WORK ORDER: Below are records; how many of their lines contain "tracing"? Answer with only the number.

DATA RECORDS:
=== Begin Enclosure ===
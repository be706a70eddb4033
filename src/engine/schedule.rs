// ==========================================
// 制鞋订单跟踪系统 - 排期计算引擎
// ==========================================
// 职责: 由下单日期 + 提前期级联推算全链目标完成日
// 输入: 下单日期 + 供应商提前期覆盖表 + 航线
// 输出: 生产链与船运链的全新工序实例
// 红线: 生产链末工序即船运链锚点, 游标不重置
// 红线: 不修改任何输入, 始终返回新构建的实例
// ==========================================

use crate::config::{LeadTimeOverrides, ProcessCatalog, RouteLeadTimeTable};
use crate::domain::process::{ProcessDefinition, ProcessInstance};
use crate::engine::error::{ScheduleError, ScheduleResult};
use chrono::{Duration, NaiveDate};
use serde::{Deserialize, Serialize};
use std::sync::Arc;
use tracing::instrument;

// ==========================================
// Schedule - 排期计算结果
// ==========================================
#[derive(Debug, Clone, Serialize, Deserialize)]
pub struct Schedule {
    pub production: Vec<ProcessInstance>, // 生产工序链 (目录顺序)
    pub shipping: Vec<ProcessInstance>,   // 船运工序链 (目录顺序)
}

// ==========================================
// ScheduleCalculator - 排期计算引擎
// ==========================================
pub struct ScheduleCalculator {
    catalog: Arc<ProcessCatalog>,
    route_table: Arc<RouteLeadTimeTable>,
}

impl ScheduleCalculator {
    pub fn new(catalog: Arc<ProcessCatalog>, route_table: Arc<RouteLeadTimeTable>) -> Self {
        Self { catalog, route_table }
    }

    // ==========================================
    // 核心方法
    // ==========================================

    /// 计算全链排期
    ///
    /// # 参数
    /// - `order_date`: 下单日期; 缺失时所有目标日为空, 不报错, 由调用方自行校验
    /// - `overrides`: 供应商提前期覆盖表 (工序键 -> 天数), 缺失的键回退默认值
    /// - `route`: 航线; 仅对 uses_route 工序生效, 且优先于覆盖表/默认值
    ///
    /// # 返回
    /// - `Ok(Schedule)`: 生产链 + 船运链, 游标贯穿两链不重置
    /// - `Err(UnknownLeadTimeKey)`: 某工序既无覆盖也无默认提前期 (配置缺陷)
    #[instrument(skip(self, overrides), fields(route = route.unwrap_or("-")))]
    pub fn compute_schedule(
        &self,
        order_date: Option<NaiveDate>,
        overrides: Option<&LeadTimeOverrides>,
        route: Option<&str>,
    ) -> ScheduleResult<Schedule> {
        let mut cursor = order_date;
        let production = self.build_chain(self.catalog.production(), &mut cursor, overrides, route)?;
        let shipping = self.build_chain(self.catalog.shipping(), &mut cursor, overrides, route)?;
        Ok(Schedule { production, shipping })
    }

    /// 解析单个工序的提前期
    ///
    /// 优先级: 航线表 (仅 uses_route 工序) > 覆盖表 > 目录默认值
    /// 航线未登记时回退到通用提前期并告警, 不中止计算
    pub(crate) fn resolve_lead_time(
        &self,
        def: &ProcessDefinition,
        overrides: Option<&LeadTimeOverrides>,
        route: Option<&str>,
    ) -> ScheduleResult<i64> {
        if def.uses_route {
            if let Some(route) = route {
                match self.route_table.lead_time_days(route) {
                    Some(days) => return validate_lead_time(&def.key, days),
                    None => {
                        tracing::warn!(
                            process_key = %def.key,
                            route = %route,
                            "航线未登记, 回退到通用提前期"
                        );
                    }
                }
            }
        }

        let days = overrides
            .and_then(|map| map.get(&def.key).copied())
            .or(def.default_lead_time_days)
            .ok_or_else(|| ScheduleError::UnknownLeadTimeKey {
                process_key: def.key.clone(),
            })?;

        validate_lead_time(&def.key, days)
    }

    fn build_chain(
        &self,
        defs: &[ProcessDefinition],
        cursor: &mut Option<NaiveDate>,
        overrides: Option<&LeadTimeOverrides>,
        route: Option<&str>,
    ) -> ScheduleResult<Vec<ProcessInstance>> {
        let mut chain = Vec::with_capacity(defs.len());

        for def in defs {
            let lead_time_days = self.resolve_lead_time(def, overrides, route)?;

            *cursor = match *cursor {
                Some(date) => Some(advance_date(date, lead_time_days)?),
                None => None,
            };

            chain.push(ProcessInstance {
                process_key: def.key.clone(),
                category: def.category,
                target_date: *cursor,
                actual_date: None,
                lead_time_days,
                route: if def.uses_route {
                    route.map(str::to_string)
                } else {
                    None
                },
                evidence_reference: None,
                delay_reason: None,
            });
        }

        Ok(chain)
    }
}

// ==========================================
// 日期工具
// ==========================================

/// 日期前进指定天数, 溢出报 InvalidDateInput
pub(crate) fn advance_date(date: NaiveDate, days: i64) -> ScheduleResult<NaiveDate> {
    date.checked_add_signed(Duration::days(days))
        .ok_or_else(|| ScheduleError::InvalidDateInput(format!("日期溢出: {} + {}天", date, days)))
}

/// 提前期必须非负
fn validate_lead_time(process_key: &str, days: i64) -> ScheduleResult<i64> {
    if days < 0 {
        return Err(ScheduleError::InvalidDateInput(format!(
            "工序提前期为负: process_key={}, days={}",
            process_key, days
        )));
    }
    Ok(days)
}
=== End Enclosure ===
ANSWER BOX: 2